(The data Opens)

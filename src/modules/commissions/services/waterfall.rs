use chrono::NaiveDate;
use rust_decimal::Decimal;
use tracing::debug;

use crate::core::money::{complement_of, headroom, percent_of, DEFAULT_HST_RATE};
use crate::modules::commissions::models::{CommissionProfile, ProcessedTransaction, Transaction};
use crate::modules::commissions::services::cap_year::CapYear;

/// Running totals for one agent within one cap-year
#[derive(Debug, Clone, Copy, Default, PartialEq, Eq)]
pub struct WaterfallState {
    pub running_royalty: Decimal,
    pub running_company_dollar: Decimal,
}

impl WaterfallState {
    /// Applies royalty, then company dollar, to one deal and accumulates both.
    ///
    /// Deals must be fed in ascending acceptance-date order.
    pub fn apply(
        &mut self,
        transaction: &Transaction,
        profile: &CommissionProfile,
        tax_rate: Decimal,
    ) -> ProcessedTransaction {
        let gci = transaction.gci();

        let potential_royalty = percent_of(gci, profile.royalty_fee);
        let royalty =
            potential_royalty.min(headroom(profile.royalty_fee_cap, self.running_royalty));
        let gci_after_royalty = gci - royalty;

        // Cap consumed before this deal: flat fee regardless of headroom,
        // which may push the running total past the cap.
        let company_dollar = if self.running_company_dollar >= profile.commission_cap {
            profile.post_cap_transaction_fee
        } else {
            let potential = complement_of(gci_after_royalty, profile.commission_split);
            potential.min(headroom(profile.commission_cap, self.running_company_dollar))
        };

        self.running_royalty += royalty;
        self.running_company_dollar += company_dollar;

        ProcessedTransaction {
            transaction: transaction.clone(),
            gci,
            royalty_paid: royalty,
            company_dollar_paid: company_dollar,
            net_commission: gci - royalty - company_dollar,
            hst_on_gci: gci * tax_rate,
            in_current_cap_year: true,
        }
    }
}

/// Commission waterfall engine
///
/// Pure and synchronous: the reference date is always passed in, and the same
/// inputs in the same order always produce the same output.
#[derive(Debug, Clone, Copy)]
pub struct CommissionCalculator {
    tax_rate: Decimal,
}

impl CommissionCalculator {
    pub fn new(tax_rate: Decimal) -> Self {
        Self { tax_rate }
    }

    pub fn tax_rate(&self) -> Decimal {
        self.tax_rate
    }

    /// Net commission breakdown for one agent's transactions
    ///
    /// Current cap-year deals run through the waterfall oldest first. Deals
    /// before the cap-year start, and every deal of an agent without a
    /// profile, are reported fully net. Output is newest first.
    pub fn process_transactions_for_user(
        &self,
        transactions: &[Transaction],
        profile: Option<&CommissionProfile>,
        today: NaiveDate,
    ) -> Vec<ProcessedTransaction> {
        let cap_year = CapYear::for_profile(profile, today);

        let mut processed: Vec<ProcessedTransaction> = match profile {
            None => transactions
                .iter()
                .map(|tx| {
                    ProcessedTransaction::fully_net(
                        tx.clone(),
                        self.tax_rate,
                        cap_year.includes(tx.acceptance_date),
                    )
                })
                .collect(),
            Some(profile) => {
                let (current, prior) = cap_year.partition(transactions);
                let mut state = WaterfallState::default();

                let mut out: Vec<ProcessedTransaction> = current
                    .into_iter()
                    .map(|tx| state.apply(tx, profile, self.tax_rate))
                    .collect();
                out.extend(prior.into_iter().map(|tx| {
                    ProcessedTransaction::fully_net(tx.clone(), self.tax_rate, false)
                }));

                debug!(
                    user_id = %profile.user_id,
                    cap_year_start = %cap_year.start,
                    running_royalty = %state.running_royalty,
                    running_company_dollar = %state.running_company_dollar,
                    "Commission waterfall applied"
                );
                out
            }
        };

        sort_newest_first(&mut processed);
        processed
    }
}

impl Default for CommissionCalculator {
    fn default() -> Self {
        Self::new(DEFAULT_HST_RATE)
    }
}

/// Descending by acceptance date; stable, so ties keep processing order
pub(crate) fn sort_newest_first(processed: &mut [ProcessedTransaction]) {
    processed.sort_by(|a, b| b.transaction.acceptance_date.cmp(&a.transaction.acceptance_date));
}
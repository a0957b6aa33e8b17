pub mod error_handler;
pub mod request_id;

pub use error_handler::json_error_handler;
pub use request_id::{RequestId, RequestIdentifier, REQUEST_ID_HEADER};
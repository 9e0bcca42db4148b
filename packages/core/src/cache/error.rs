//! Error types for the response cache and history store

use thiserror::Error;

#[derive(Error, Debug)]
pub enum CacheError {
    #[error("Database error: {0}")]
    Database(#[from] sqlx::Error),

    #[error("Serialization error: {0}")]
    Serialization(#[from] serde_json::Error),

    #[error("Unknown history domain: {0}")]
    UnknownDomain(String),

    #[error("Invalid stored timestamp: {0}")]
    InvalidTimestamp(String),
}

(The data Closes)

#### Task statement
Return the data exactly, every line included.

#### Result
filename src/modules/commissions/services/waterfall.rs
use chrono::NaiveDate;
use rust_decimal::Decimal;
use tracing::debug;

use crate::core::money::{complement_of, headroom, percent_of, DEFAULT_HST_RATE};
use crate::modules::commissions::models::{CommissionProfile, ProcessedTransaction, Transaction};
use crate::modules::commissions::services::cap_year::CapYear;

/// Running totals for one agent within one cap-year
#[derive(Debug, Clone, Copy, Default, PartialEq, Eq)]
pub struct WaterfallState {
    pub running_royalty: Decimal,
    pub running_company_dollar: Decimal,
}

impl WaterfallState {
    /// Applies royalty, then company dollar, to one deal and accumulates both.
    ///
    /// Deals must be fed in ascending acceptance-date order.
    pub fn apply(
        &mut self,
        transaction: &Transaction,
        profile: &CommissionProfile,
        tax_rate: Decimal,
    ) -> ProcessedTransaction {
        let gci = transaction.gci();

        let potential_royalty = percent_of(gci, profile.royalty_fee);
        let royalty =
            potential_royalty.min(headroom(profile.royalty_fee_cap, self.running_royalty));
        let gci_after_royalty = gci - royalty;

        // Cap consumed before this deal: flat fee regardless of headroom,
        // which may push the running total past the cap.
        let company_dollar = if self.running_company_dollar >= profile.commission_cap {
            profile.post_cap_transaction_fee
        } else {
            let potential = complement_of(gci_after_royalty, profile.commission_split);
            potential.min(headroom(profile.commission_cap, self.running_company_dollar))
        };

        self.running_royalty += royalty;
        self.running_company_dollar += company_dollar;

        ProcessedTransaction {
            transaction: transaction.clone(),
            gci,
            royalty_paid: royalty,
            company_dollar_paid: company_dollar,
            net_commission: gci - royalty - company_dollar,
            hst_on_gci: gci * tax_rate,
            in_current_cap_year: true,
        }
    }
}

/// Commission waterfall engine
///
/// Pure and synchronous: the reference date is always passed in, and the same
/// inputs in the same order always produce the same output.
#[derive(Debug, Clone, Copy)]
pub struct CommissionCalculator {
    tax_rate: Decimal,
}

impl CommissionCalculator {
    pub fn new(tax_rate: Decimal) -> Self {
        Self { tax_rate }
    }

    pub fn tax_rate(&self) -> Decimal {
        self.tax_rate
    }

    /// Net commission breakdown for one agent's transactions
    ///
    /// Current cap-year deals run through the waterfall oldest first. Deals
    /// before the cap-year start, and every deal of an agent without a
    /// profile, are reported fully net. Output is newest first.
    pub fn process_transactions_for_user(
        &self,
        transactions: &[Transaction],
        profile: Option<&CommissionProfile>,
        today: NaiveDate,
    ) -> Vec<ProcessedTransaction> {
        let cap_year = CapYear::for_profile(profile, today);

        let mut processed: Vec<ProcessedTransaction> = match profile {
            None => transactions
                .iter()
                .map(|tx| {
                    ProcessedTransaction::fully_net(
                        tx.clone(),
                        self.tax_rate,
                        cap_year.includes(tx.acceptance_date),
                    )
                })
                .collect(),
            Some(profile) => {
                let (current, prior) = cap_year.partition(transactions);
                let mut state = WaterfallState::default();

                let mut out: Vec<ProcessedTransaction> = current
                    .into_iter()
                    .map(|tx| state.apply(tx, profile, self.tax_rate))
                    .collect();
                out.extend(prior.into_iter().map(|tx| {
                    ProcessedTransaction::fully_net(tx.clone(), self.tax_rate, false)
                }));

                debug!(
                    user_id = %profile.user_id,
                    cap_year_start = %cap_year.start,
                    running_royalty = %state.running_royalty,
                    running_company_dollar = %state.running_company_dollar,
                    "Commission waterfall applied"
                );
                out
            }
        };

        sort_newest_first(&mut processed);
        processed
    }
}

impl Default for CommissionCalculator {
    fn default() -> Self {
        Self::new(DEFAULT_HST_RATE)
    }
}

/// Descending by acceptance date; stable, so ties keep processing order
pub(crate) fn sort_newest_first(processed: &mut [ProcessedTransaction]) {
    processed.sort_by(|a, b| b.transaction.acceptance_date.cmp(&a.transaction.acceptance_date));
}
repository a0957b6aa33e8b17
pub mod error_handler;
pub mod request_id;

pub use error_handler::json_error_handler;
pub use request_id::{RequestId, RequestIdentifier, REQUEST_ID_HEADER};
repository 9e0bcca42db4148b
filename packages/core/src/cache/error.rs
//! Error types for the response cache and history store

use thiserror::Error;

#[derive(Error, Debug)]
pub enum CacheError {
    #[error("Database error: {0}")]
    Database(#[from] sqlx::Error),

    #[error("Serialization error: {0}")]
    Serialization(#[from] serde_json::Error),

    #[error("Unknown history domain: {0}")]
    UnknownDomain(String),

    #[error("Invalid stored timestamp: {0}")]
    InvalidTimestamp(String),
}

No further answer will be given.